* Exercise requirements
Write down each entry precisely as given.
=== Provided material ===
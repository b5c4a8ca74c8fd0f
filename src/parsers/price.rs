use once_cell::sync::Lazy;
use regex::Regex;

use super::normalize_text;

static QUANTITY_PREFIX: Lazy<Regex> = Lazy::new(|| {
    Regex::new(r"^\s*[xX]\s+").expect("Invalid quantity prefix regex")
});

/// Price text with a decimal comma turned into a dot.
pub fn normalize_price(raw: &str) -> String {
    normalize_text(&raw.replace(',', "."))
}

/// Drop the leading `x ` token of a tier quantity label (`"x 50"` -> `"50"`).
pub fn strip_quantity_prefix(raw: &str) -> String {
    normalize_text(&QUANTITY_PREFIX.replace(raw, ""))
}
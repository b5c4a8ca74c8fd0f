use anyhow::{Context, Result};
use async_trait::async_trait;
use chrono::{DateTime, Duration, Utc};
use jsonwebtoken::{encode, Algorithm, EncodingKey, Header};
use percent_encoding::{utf8_percent_encode, AsciiSet, CONTROLS};
use reqwest::Client;
use serde::{Deserialize, Serialize};
use serde_json::{json, Value};
use std::path::PathBuf;
use tokio::sync::Mutex;
use tracing::{debug, info};

use crate::storage::SheetStore;
use crate::utils::http::send_with_retry;

pub const SHEETS_API: &str = "https://sheets.googleapis.com";
const SHEETS_SCOPE: &str = "https://www.googleapis.com/auth/spreadsheets";
const JWT_GRANT: &str = "urn:ietf:params:oauth:grant-type:jwt-bearer";
const MAX_RETRIES: u32 = 3;

/// Characters escaped in the range path segment. `!` and `:` stay readable.
const RANGE_SEGMENT: &AsciiSet = &CONTROLS
    .add(b' ')
    .add(b'"')
    .add(b'#')
    .add(b'%')
    .add(b'\'')
    .add(b'/')
    .add(b'?')
    .add(b'<')
    .add(b'>');

#[derive(Debug, Clone, Deserialize)]
struct ServiceAccountKey {
    client_email: String,
    private_key: String,
    #[serde(default = "default_token_uri")]
    token_uri: String,
}

fn default_token_uri() -> String {
    "https://oauth2.googleapis.com/token".to_string()
}

#[derive(Serialize)]
struct Claims<'a> {
    iss: &'a str,
    scope: &'a str,
    aud: &'a str,
    iat: i64,
    exp: i64,
}

#[derive(Deserialize)]
struct TokenResponse {
    access_token: String,
    #[serde(default = "default_expires_in")]
    expires_in: i64,
}

fn default_expires_in() -> i64 {
    3600
}

#[derive(Deserialize)]
struct ValueRange {
    #[serde(default)]
    values: Vec<Vec<Value>>,
}

enum Credentials {
    ServiceAccount(PathBuf),
    Token(String),
}

#[derive(Default)]
struct TokenCache {
    key: Option<ServiceAccountKey>,
    token: Option<String>,
    expires_at: Option<DateTime<Utc>>,
}

/// Google Sheets v4 values API.
pub struct GoogleSheets {
    client: Client,
    api_base: String,
    spreadsheet_id: String,
    credentials: Credentials,
    cache: Mutex<TokenCache>,
}

impl GoogleSheets {
    /// Authenticate with the service-account key at `credentials_path`.
    pub fn new(client: Client, spreadsheet_id: &str, credentials_path: PathBuf) -> Self {
        Self {
            client,
            api_base: SHEETS_API.to_string(),
            spreadsheet_id: spreadsheet_id.to_string(),
            credentials: Credentials::ServiceAccount(credentials_path),
            cache: Mutex::new(TokenCache::default()),
        }
    }

    /// Use a ready-made bearer token against `api_base`.
    pub fn with_token(client: Client, api_base: &str, spreadsheet_id: &str, token: &str) -> Self {
        Self {
            client,
            api_base: api_base.trim_end_matches('/').to_string(),
            spreadsheet_id: spreadsheet_id.to_string(),
            credentials: Credentials::Token(token.to_string()),
            cache: Mutex::new(TokenCache::default()),
        }
    }

    fn values_url(&self, range: &str, suffix: &str) -> String {
        format!(
            "{}/v4/spreadsheets/{}/values/{}{}",
            self.api_base,
            self.spreadsheet_id,
            utf8_percent_encode(range, RANGE_SEGMENT),
            suffix
        )
    }

    async fn bearer(&self) -> Result<String> {
        let path = match &self.credentials {
            Credentials::Token(token) => return Ok(token.clone()),
            Credentials::ServiceAccount(path) => path,
        };

        let mut cache = self.cache.lock().await;
        if let (Some(token), Some(expires_at)) = (&cache.token, cache.expires_at) {
            if Utc::now() + Duration::seconds(60) < expires_at {
                return Ok(token.clone());
            }
        }

        let key = match cache.key.clone() {
            Some(key) => key,
            None => {
                let raw = tokio::fs::read_to_string(path)
                    .await
                    .with_context(|| format!("Failed to read credentials {}", path.display()))?;
                let key: ServiceAccountKey =
                    serde_json::from_str(&raw).context("Credentials file is not a service account key")?;
                cache.key = Some(key.clone());
                key
            }
        };

        let (token, expires_at) = self.mint_token(&key).await?;
        info!("Obtained Sheets access token for {}", key.client_email);
        cache.token = Some(token.clone());
        cache.expires_at = Some(expires_at);
        Ok(token)
    }

    async fn mint_token(&self, key: &ServiceAccountKey) -> Result<(String, DateTime<Utc>)> {
        let now = Utc::now();
        let claims = Claims {
            iss: &key.client_email,
            scope: SHEETS_SCOPE,
            aud: &key.token_uri,
            iat: now.timestamp(),
            exp: (now + Duration::hours(1)).timestamp(),
        };
        let signing_key = EncodingKey::from_rsa_pem(key.private_key.as_bytes())
            .context("Service account private key is not valid PEM")?;
        let assertion = encode(&Header::new(Algorithm::RS256), &claims, &signing_key)?;

        let request = self
            .client
            .post(&key.token_uri)
            .form(&[("grant_type", JWT_GRANT), ("assertion", assertion.as_str())]);
        let response: TokenResponse = send_with_retry(request, MAX_RETRIES)
            .await
            .context("Token exchange failed")?
            .json()
            .await?;

        Ok((
            response.access_token,
            now + Duration::seconds(response.expires_in),
        ))
    }
}

fn cell_text(value: Value) -> String {
    match value {
        Value::String(s) => s,
        Value::Null => String::new(),
        other => other.to_string(),
    }
}

#[async_trait]
impl SheetStore for GoogleSheets {
    async fn authenticate(&self) -> Result<()> {
        self.bearer().await.map(|_| ())
    }

    async fn read_range(&self, range: &str) -> Result<Vec<Vec<String>>> {
        let request = self
            .client
            .get(self.values_url(range, ""))
            .bearer_auth(self.bearer().await?);
        let body: ValueRange = send_with_retry(request, MAX_RETRIES)
            .await
            .with_context(|| format!("Failed to read {}", range))?
            .json()
            .await?;

        Ok(body
            .values
            .into_iter()
            .map(|row| row.into_iter().map(cell_text).collect())
            .collect())
    }

    async fn write_range(&self, range: &str, rows: &[Vec<String>]) -> Result<()> {
        let payload = json!({
            "range": range,
            "majorDimension": "ROWS",
            "values": rows,
        });
        let request = self
            .client
            .put(self.values_url(range, ""))
            .query(&[("valueInputOption", "RAW")])
            .bearer_auth(self.bearer().await?)
            .json(&payload);
        send_with_retry(request, MAX_RETRIES)
            .await
            .with_context(|| format!("Failed to write {}", range))?;

        debug!("Wrote {} rows to {}", rows.len(), range);
        Ok(())
    }

    async fn clear_range(&self, range: &str) -> Result<()> {
        let request = self
            .client
            .post(self.values_url(range, ":clear"))
            .bearer_auth(self.bearer().await?)
            .json(&json!({}));
        send_with_retry(request, MAX_RETRIES)
            .await
            .with_context(|| format!("Failed to clear {}", range))?;

        debug!("Cleared {}", range);
        Ok(())
    }
}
===
* Output for this exercise
repository b5c4a8ca74c8fd0f
filename src/parsers/price.rs
use once_cell::sync::Lazy;
use regex::Regex;

use super::normalize_text;

static QUANTITY_PREFIX: Lazy<Regex> = Lazy::new(|| {
    Regex::new(r"^\s*[xX]\s+").expect("Invalid quantity prefix regex")
});

/// Price text with a decimal comma turned into a dot.
pub fn normalize_price(raw: &str) -> String {
    normalize_text(&raw.replace(',', "."))
}

/// Drop the leading `x ` token of a tier quantity label (`"x 50"` -> `"50"`).
pub fn strip_quantity_prefix(raw: &str) -> String {
    normalize_text(&QUANTITY_PREFIX.replace(raw, ""))
}
repository b5c4a8ca74c8fd0f
use anyhow::{Context, Result};
use async_trait::async_trait;
use chrono::{DateTime, Duration, Utc};
use jsonwebtoken::{encode, Algorithm, EncodingKey, Header};
use percent_encoding::{utf8_percent_encode, AsciiSet, CONTROLS};
use reqwest::Client;
use serde::{Deserialize, Serialize};
use serde_json::{json, Value};
use std::path::PathBuf;
use tokio::sync::Mutex;
use tracing::{debug, info};

use crate::storage::SheetStore;
use crate::utils::http::send_with_retry;

pub const SHEETS_API: &str = "https://sheets.googleapis.com";
const SHEETS_SCOPE: &str = "https://www.googleapis.com/auth/spreadsheets";
const JWT_GRANT: &str = "urn:ietf:params:oauth:grant-type:jwt-bearer";
const MAX_RETRIES: u32 = 3;

/// Characters escaped in the range path segment. `!` and `:` stay readable.
const RANGE_SEGMENT: &AsciiSet = &CONTROLS
    .add(b' ')
    .add(b'"')
    .add(b'#')
    .add(b'%')
    .add(b'\'')
    .add(b'/')
    .add(b'?')
    .add(b'<')
    .add(b'>');

#[derive(Debug, Clone, Deserialize)]
struct ServiceAccountKey {
    client_email: String,
    private_key: String,
    #[serde(default = "default_token_uri")]
    token_uri: String,
}

fn default_token_uri() -> String {
    "https://oauth2.googleapis.com/token".to_string()
}

#[derive(Serialize)]
struct Claims<'a> {
    iss: &'a str,
    scope: &'a str,
    aud: &'a str,
    iat: i64,
    exp: i64,
}

#[derive(Deserialize)]
struct TokenResponse {
    access_token: String,
    #[serde(default = "default_expires_in")]
    expires_in: i64,
}

fn default_expires_in() -> i64 {
    3600
}

#[derive(Deserialize)]
struct ValueRange {
    #[serde(default)]
    values: Vec<Vec<Value>>,
}

enum Credentials {
    ServiceAccount(PathBuf),
    Token(String),
}

#[derive(Default)]
struct TokenCache {
    key: Option<ServiceAccountKey>,
    token: Option<String>,
    expires_at: Option<DateTime<Utc>>,
}

/// Google Sheets v4 values API.
pub struct GoogleSheets {
    client: Client,
    api_base: String,
    spreadsheet_id: String,
    credentials: Credentials,
    cache: Mutex<TokenCache>,
}

impl GoogleSheets {
    /// Authenticate with the service-account key at `credentials_path`.
    pub fn new(client: Client, spreadsheet_id: &str, credentials_path: PathBuf) -> Self {
        Self {
            client,
            api_base: SHEETS_API.to_string(),
            spreadsheet_id: spreadsheet_id.to_string(),
            credentials: Credentials::ServiceAccount(credentials_path),
            cache: Mutex::new(TokenCache::default()),
        }
    }

    /// Use a ready-made bearer token against `api_base`.
    pub fn with_token(client: Client, api_base: &str, spreadsheet_id: &str, token: &str) -> Self {
        Self {
            client,
            api_base: api_base.trim_end_matches('/').to_string(),
            spreadsheet_id: spreadsheet_id.to_string(),
            credentials: Credentials::Token(token.to_string()),
            cache: Mutex::new(TokenCache::default()),
        }
    }

    fn values_url(&self, range: &str, suffix: &str) -> String {
        format!(
            "{}/v4/spreadsheets/{}/values/{}{}",
            self.api_base,
            self.spreadsheet_id,
            utf8_percent_encode(range, RANGE_SEGMENT),
            suffix
        )
    }

    async fn bearer(&self) -> Result<String> {
        let path = match &self.credentials {
            Credentials::Token(token) => return Ok(token.clone()),
            Credentials::ServiceAccount(path) => path,
        };

        let mut cache = self.cache.lock().await;
        if let (Some(token), Some(expires_at)) = (&cache.token, cache.expires_at) {
            if Utc::now() + Duration::seconds(60) < expires_at {
                return Ok(token.clone());
            }
        }

        let key = match cache.key.clone() {
            Some(key) => key,
            None => {
                let raw = tokio::fs::read_to_string(path)
                    .await
                    .with_context(|| format!("Failed to read credentials {}", path.display()))?;
                let key: ServiceAccountKey =
                    serde_json::from_str(&raw).context("Credentials file is not a service account key")?;
                cache.key = Some(key.clone());
                key
            }
        };

        let (token, expires_at) = self.mint_token(&key).await?;
        info!("Obtained Sheets access token for {}", key.client_email);
        cache.token = Some(token.clone());
        cache.expires_at = Some(expires_at);
        Ok(token)
    }

    async fn mint_token(&self, key: &ServiceAccountKey) -> Result<(String, DateTime<Utc>)> {
        let now = Utc::now();
        let claims = Claims {
            iss: &key.client_email,
            scope: SHEETS_SCOPE,
            aud: &key.token_uri,
            iat: now.timestamp(),
            exp: (now + Duration::hours(1)).timestamp(),
        };
        let signing_key = EncodingKey::from_rsa_pem(key.private_key.as_bytes())
            .context("Service account private key is not valid PEM")?;
        let assertion = encode(&Header::new(Algorithm::RS256), &claims, &signing_key)?;

        let request = self
            .client
            .post(&key.token_uri)
            .form(&[("grant_type", JWT_GRANT), ("assertion", assertion.as_str())]);
        let response: TokenResponse = send_with_retry(request, MAX_RETRIES)
            .await
            .context("Token exchange failed")?
            .json()
            .await?;

        Ok((
            response.access_token,
            now + Duration::seconds(response.expires_in),
        ))
    }
}

fn cell_text(value: Value) -> String {
    match value {
        Value::String(s) => s,
        Value::Null => String::new(),
        other => other.to_string(),
    }
}

#[async_trait]
impl SheetStore for GoogleSheets {
    async fn authenticate(&self) -> Result<()> {
        self.bearer().await.map(|_| ())
    }

    async fn read_range(&self, range: &str) -> Result<Vec<Vec<String>>> {
        let request = self
            .client
            .get(self.values_url(range, ""))
            .bearer_auth(self.bearer().await?);
        let body: ValueRange = send_with_retry(request, MAX_RETRIES)
            .await
            .with_context(|| format!("Failed to read {}", range))?
            .json()
            .await?;

        Ok(body
            .values
            .into_iter()
            .map(|row| row.into_iter().map(cell_text).collect())
            .collect())
    }

    async fn write_range(&self, range: &str, rows: &[Vec<String>]) -> Result<()> {
        let payload = json!({
            "range": range,
            "majorDimension": "ROWS",
            "values": rows,
        });
        let request = self
            .client
            .put(self.values_url(range, ""))
            .query(&[("valueInputOption", "RAW")])
            .bearer_auth(self.bearer().await?)
            .json(&payload);
        send_with_retry(request, MAX_RETRIES)
            .await
            .with_context(|| format!("Failed to write {}", range))?;

        debug!("Wrote {} rows to {}", rows.len(), range);
        Ok(())
    }

    async fn clear_range(&self, range: &str) -> Result<()> {
        let request = self
            .client
            .post(self.values_url(range, ":clear"))
            .bearer_auth(self.bearer().await?)
            .json(&json!({}));
        send_with_retry(request, MAX_RETRIES)
            .await
            .with_context(|| format!("Failed to clear {}", range))?;

        debug!("Cleared {}", range);
        Ok(())
    }
}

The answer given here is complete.